* **Task requirements**
In the data that follows, count every line holding the string "magnitude" and give the count alone.

+++ Data records +++

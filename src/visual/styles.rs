use std::f32::consts::PI;
use std::panic::{self, AssertUnwindSafe};

use crate::render::canvas::{Canvas, DrawCommand, Point};
use crate::render::color::Rgba8;
use crate::render::surface::Surface;

use super::particles::{bass_level, ParticlePool};
use super::{Viewport, VisualStyle, VisualizerSettings};

const GRID_SPACING: f32 = 50.0;
const GRID_H_LINES: usize = 20;
const GRID_V_LINES: usize = 28;

/// State carried between ticks by the stateful styles.
#[derive(Clone, Debug, Default)]
pub struct StyleState {
    pub pool: ParticlePool,
    /// Scroll position of the grid's horizontal lines, in `0..GRID_SPACING`.
    pub grid_offset: f32,
}

impl StyleState {
    pub fn reset(&mut self) {
        self.pool.clear();
        self.grid_offset = 0.0;
    }
}

/// Paints background plus one style's interpretation of `bins` onto
/// `surface`. A panic while composing or rasterizing leaves a
/// background-only frame.
pub fn render(surface: &mut Surface, bins: &[u8], settings: &VisualizerSettings, state: &StyleState) {
    let viewport = Viewport::new(surface.width(), surface.height());
    let mut canvas = Canvas::new(surface);
    canvas.clear(settings.background_color);

    let drawn = guarded(settings.style, "paint", || {
        let commands = compose(bins, settings, viewport, state);
        canvas.execute_all(&commands);
    });
    if drawn.is_none() {
        canvas.clear(settings.background_color);
    }
}

/// Runs one stage of a style, turning a panic into `None` so the refresh
/// loop survives it.
pub(crate) fn guarded<T>(style: VisualStyle, stage: &str, f: impl FnOnce() -> T) -> Option<T> {
    match panic::catch_unwind(AssertUnwindSafe(f)) {
        Ok(value) => Some(value),
        Err(_) => {
            log::error!("Style '{}' failed during {}; skipping it this tick", style, stage);
            None
        }
    }
}

/// Draw commands for one frame. Pure given `state`.
pub fn compose(
    bins: &[u8],
    settings: &VisualizerSettings,
    viewport: Viewport,
    state: &StyleState,
) -> Vec<DrawCommand> {
    let color = settings.primary_color;
    let mut commands = match settings.style {
        VisualStyle::Particles | VisualStyle::Galaxy => particle_sprites(&state.pool, viewport),
        _ => Vec::new(),
    };
    // Silent frames show only what the particle pool already holds.
    if bins.is_empty() || bins.iter().all(|&b| b == 0) {
        return commands;
    }
    let stroke = settings.line_width.max(0.0) * viewport.unit();
    match settings.style {
        VisualStyle::Bars => commands.extend(bars(bins, color, viewport)),
        VisualStyle::Wave => commands.extend(wave(bins, color, stroke, viewport)),
        VisualStyle::Circle => commands.extend(circle(bins, color, stroke, viewport)),
        VisualStyle::DualBars => commands.extend(dual_bars(bins, color, viewport)),
        VisualStyle::Grid => commands.extend(grid(bins, color, state.grid_offset, viewport)),
        VisualStyle::Particles | VisualStyle::Galaxy => {}
    }
    commands
}

pub fn bars(bins: &[u8], color: Rgba8, vp: Viewport) -> Vec<DrawCommand> {
    let bar_width = vp.width / bins.len() as f32 * 2.5;
    let gutter = vp.unit();
    let mut x = 0.0;
    let mut out = Vec::with_capacity(bins.len());
    for &magnitude in bins {
        let bar_height = magnitude as f32 / 255.0 * vp.height * 0.8;
        if bar_height > 0.0 {
            out.push(DrawCommand::FillRect {
                x,
                y: vp.height - bar_height,
                width: bar_width,
                height: bar_height,
                color,
                alpha: 1.0,
            });
        }
        x += bar_width + gutter;
    }
    out
}

pub fn wave(bins: &[u8], color: Rgba8, stroke: f32, vp: Viewport) -> Vec<DrawCommand> {
    let slice = vp.width / bins.len() as f32;
    let mut points: Vec<Point> = bins
        .iter()
        .enumerate()
        .map(|(i, &m)| {
            let v = m as f32 / 255.0;
            Point::new(i as f32 * slice, v * vp.height / 2.0 + vp.height / 4.0)
        })
        .collect();
    points.push(Point::new(vp.width, vp.height / 2.0));
    vec![DrawCommand::StrokePath { points, closed: false, width: stroke, color, alpha: 1.0, glow: 0.0 }]
}

pub fn circle(bins: &[u8], color: Rgba8, stroke: f32, vp: Viewport) -> Vec<DrawCommand> {
    let cx = vp.width / 2.0;
    let cy = vp.height / 2.0;
    let radius = vp.width.min(vp.height) * 0.2;
    let len = bins.len() as f32;
    let points = bins
        .iter()
        .enumerate()
        .map(|(i, &m)| {
            let amp = m as f32 / 255.0;
            let angle = (i as f32 / len) * PI * 2.0 - PI / 2.0;
            let r = radius + amp * vp.height * 0.2;
            Point::new(cx + r * angle.cos(), cy + r * angle.sin())
        })
        .collect();
    vec![DrawCommand::StrokePath { points, closed: true, width: stroke, color, alpha: 1.0, glow: 0.0 }]
}

pub fn dual_bars(bins: &[u8], color: Rgba8, vp: Viewport) -> Vec<DrawCommand> {
    let bar_width = vp.width / bins.len() as f32;
    let center = vp.height / 2.0;
    let cap = center * 0.9;
    bins.iter()
        .enumerate()
        .filter(|&(_, &m)| m > 0)
        .map(|(i, &m)| {
            let half = (m as f32 / 255.0 * center * 0.9).min(cap);
            DrawCommand::FillRect {
                x: i as f32 * bar_width,
                y: center - half,
                width: bar_width,
                height: half * 2.0,
                color,
                alpha: 1.0,
            }
        })
        .collect()
}

fn particle_sprites(pool: &ParticlePool, vp: Viewport) -> Vec<DrawCommand> {
    let unit = vp.unit();
    pool.iter()
        .map(|p| DrawCommand::FillCircle {
            center: Point::new(p.x * vp.width, p.y * vp.height),
            radius: p.radius * unit,
            color: p.color,
            alpha: p.alpha(),
        })
        .collect()
}

/// Advances the grid's scroll position by the current bass level.
pub fn advance_grid_offset(offset: f32, bins: &[u8]) -> f32 {
    let bass = bass_level(bins) / 255.0;
    (offset + bass * 5.0) % GRID_SPACING
}

pub fn grid(bins: &[u8], color: Rgba8, offset: f32, vp: Viewport) -> Vec<DrawCommand> {
    let unit = vp.unit();
    let n = bins.len();
    let horizon = vp.height * 0.4;
    let vanishing = Point::new(vp.width / 2.0, horizon);
    let bass = bass_level(bins) / 255.0;
    let overall = bins.iter().map(|&b| b as f32).sum::<f32>() / (n as f32 * 255.0);
    let shake = (bass * 10.0 - 5.0) * unit;

    let mut out = Vec::with_capacity(GRID_H_LINES + GRID_V_LINES);
    for i in 0..GRID_H_LINES {
        let progress = (i as f32 * GRID_SPACING + offset) / (GRID_H_LINES as f32 * GRID_SPACING);
        let y = horizon + progress * progress * vp.height * 1.5;
        if y > vp.height {
            continue;
        }
        let idx = ((i as f32 / GRID_H_LINES as f32) * (n as f32 / 2.0)) as usize;
        let amp = bins[idx.min(n - 1)] as f32 / 255.0;
        out.push(DrawCommand::StrokePath {
            points: vec![Point::new(0.0, y + shake), Point::new(vp.width, y + shake)],
            closed: false,
            width: (1.0 + amp * 1.5) * unit,
            color,
            alpha: 0.1 + amp * 0.6,
            glow: (5.0 + amp * 15.0) * unit,
        });
    }

    let half = GRID_V_LINES as f32 / 2.0;
    for i in 0..GRID_V_LINES {
        let offset_from_center = i as f32 - half;
        let x = vanishing.x + offset_from_center * 25.0 * unit * (1.0 + overall * 2.0);
        let idx = ((offset_from_center.abs() / half) * n as f32 * 0.7) as usize;
        let amp = bins[idx.min(n - 1)] as f32 / 255.0;
        out.push(DrawCommand::StrokePath {
            points: vec![
                Point::new(vanishing.x, vanishing.y + shake),
                Point::new(x, vp.height + shake),
            ],
            closed: false,
            width: (0.5 + amp) * unit,
            color,
            alpha: 0.2 + amp * 0.7,
            glow: (5.0 + amp * 10.0) * unit,
        });
    }
    out
}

+++

* **Result**
2